The CEO Poll: Split on migrant workers

Alberta axes some of its fast-track immigration programs to displeasure of some businesses.

Business leaders give the federal mini-budget high marks.

Canadian CEOs are divided about Alberta’s recent decision to axe two of its five fast-track immigration programs.

A recent Compas Inc. poll of business leaders found that 49% thought it was wrong to suspend the programs because companies should be allowed to employ the most skilled workers regardless of citizenship. “The Alberta Immigrant Nomination Program is very important to businesses that wish to retain critical foreign workers,” said one respondent. “This program is essential for businesses to remain competitive.”

But another 42% of executives said the government was right to suspend the two programs because the employment of citizens must take precedence. “We should be monitoring and training our own people when there is a shortage,” one CEO said.

This poll follows the Alberta government’s decision to suspend both its Family Stream immigration program, which helped those with relatives in Alberta seek permanent residency, and its U.S. visa holder category, for immigrants who have already worked in the U.S. The Alberta government said the changes were due to the province’s 6.3% unemployment rate and decreased demand for labour, and said it wants to put Canadians first. Alberta’s temporary-foreign-worker programs will also be reviewed.

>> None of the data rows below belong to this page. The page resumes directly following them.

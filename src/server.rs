mod handler;

use std::{net::SocketAddr, sync::Arc};

use axum::{
  http::{
    header::{ACCEPT, AUTHORIZATION, CONTENT_TYPE},
    Method, StatusCode,
  },
  response::{IntoResponse, Response},
  routing::get,
  Extension, Router,
};
use tower_http::{
  catch_panic::CatchPanicLayer,
  cors::{Any, CorsLayer},
  trace::{DefaultMakeSpan, DefaultOnResponse, TraceLayer},
};
use tracing::{info, warn, Level};

use crate::{
  github::GithubClient,
  util::{Error, Result},
};

pub struct Server {
  bind_addr: SocketAddr,
  github: Arc<GithubClient>,
}

type GithubE = Extension<Arc<GithubClient>>;

impl Server {
  pub fn new(bind_addr: SocketAddr, github: GithubClient) -> Self {
    Self {
      bind_addr,
      github: Arc::new(github),
    }
  }

  pub async fn run(self) -> Result<()> {
    let router = self.router();

    let server = axum::Server::try_bind(&self.bind_addr)?;
    info!("listening on {}", self.bind_addr);
    server.serve(router.into_make_service()).await?;

    Ok(())
  }

  fn router(&self) -> Router {
    with_middleware(api_router().layer(Extension(self.github.clone())))
  }
}

fn api_router() -> Router {
  Router::new()
    .route("/api/v1", get(handler::index))
    .route("/api/v1/", get(handler::index))
    .route("/api/v1/users", get(handler::users))
    .route("/api/v1/users/", get(handler::users))
    .route("/api/v1/users/:filter", get(handler::users_by_location))
    .route("/api/v1/users/:filter/", get(handler::users_by_location))
    .route("/api/v1/repos/:language", get(handler::repos))
    .route("/api/v1/repos/:language/", get(handler::repos))
}

// the last layer added is the outermost one, so panic recovery wraps
// logging and cors
fn with_middleware(router: Router) -> Router {
  let cors = CorsLayer::new()
    .allow_origin(Any)
    .allow_methods([Method::GET])
    .expose_headers([CONTENT_TYPE, AUTHORIZATION, ACCEPT]);

  router
    .layer(cors)
    .layer(
      TraceLayer::new_for_http()
        .make_span_with(DefaultMakeSpan::new().level(Level::INFO))
        .on_response(DefaultOnResponse::new().level(Level::INFO)),
    )
    .layer(CatchPanicLayer::new())
}

impl IntoResponse for Error {
  fn into_response(self) -> Response {
    warn!("Error: {:?}", self);
    match self {
      Error::Upstream(_) => {
        (StatusCode::BAD_GATEWAY, "upstream request failed").into_response()
      }
      _ => StatusCode::INTERNAL_SERVER_ERROR.into_response(),
    }
  }
}
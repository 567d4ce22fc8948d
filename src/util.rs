use thiserror::Error;

#[derive(Error, Debug)]
pub enum Error {
  #[error("upstream error: {0}")]
  Upstream(#[from] reqwest::Error),

  #[error("hyper error: {0}")]
  Hyper(#[from] hyper::Error),

  #[error("io error: {0}")]
  Io(#[from] std::io::Error),
}

pub type Result<T, E = Error> = std::result::Result<T, E>;
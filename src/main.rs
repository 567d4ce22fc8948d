mod cli;
mod config;
mod github;
mod server;
mod util;

use clap::Parser;
use tracing_subscriber::EnvFilter;

use crate::{cli::Cli, util::Result};

const DEFAULT_LOG_FILTER: &str = "github_search=info,tower_http=info";

fn main() -> Result<()> {
  #[cfg(feature = "dotenv")]
  dotenv::dotenv().ok();

  tracing_subscriber::fmt()
    .with_env_filter(
      EnvFilter::try_from_default_env()
        .unwrap_or_else(|_| EnvFilter::new(DEFAULT_LOG_FILTER)),
    )
    .init();

  let cli = Cli::parse();

  // --prod spreads requests over every core, otherwise a single thread
  // serves everything
  let runtime = if cli.prod() {
    tokio::runtime::Builder::new_multi_thread()
      .enable_all()
      .build()?
  } else {
    tokio::runtime::Builder::new_current_thread()
      .enable_all()
      .build()?
  };

  runtime.block_on(cli.run())
}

The business leaders also weighed in on whether foreign-worker programs actually benefit Canada’s economy. Of those polled, the majority — 57% — said the programs have a positive impact. One CEO, who employs “low-skilled” machine workers, said, “These abilities are difficult to find in Canada — even during the current economic slowdown.” However, 20% were neutral and 19% disagreed that the programs help the economy.

When asked whether government should focus on the employment of Canadian citizens in tough economic times, the CEOs were split. While 38% agreed with the statement, 38% disagreed and 22% were neutral.

In terms of the challenges involved with hiring foreign workers, 83% of respondents agreed that verifying credentials was a struggle, and 75% said that finding workers with an adequate grasp of English or French was difficult.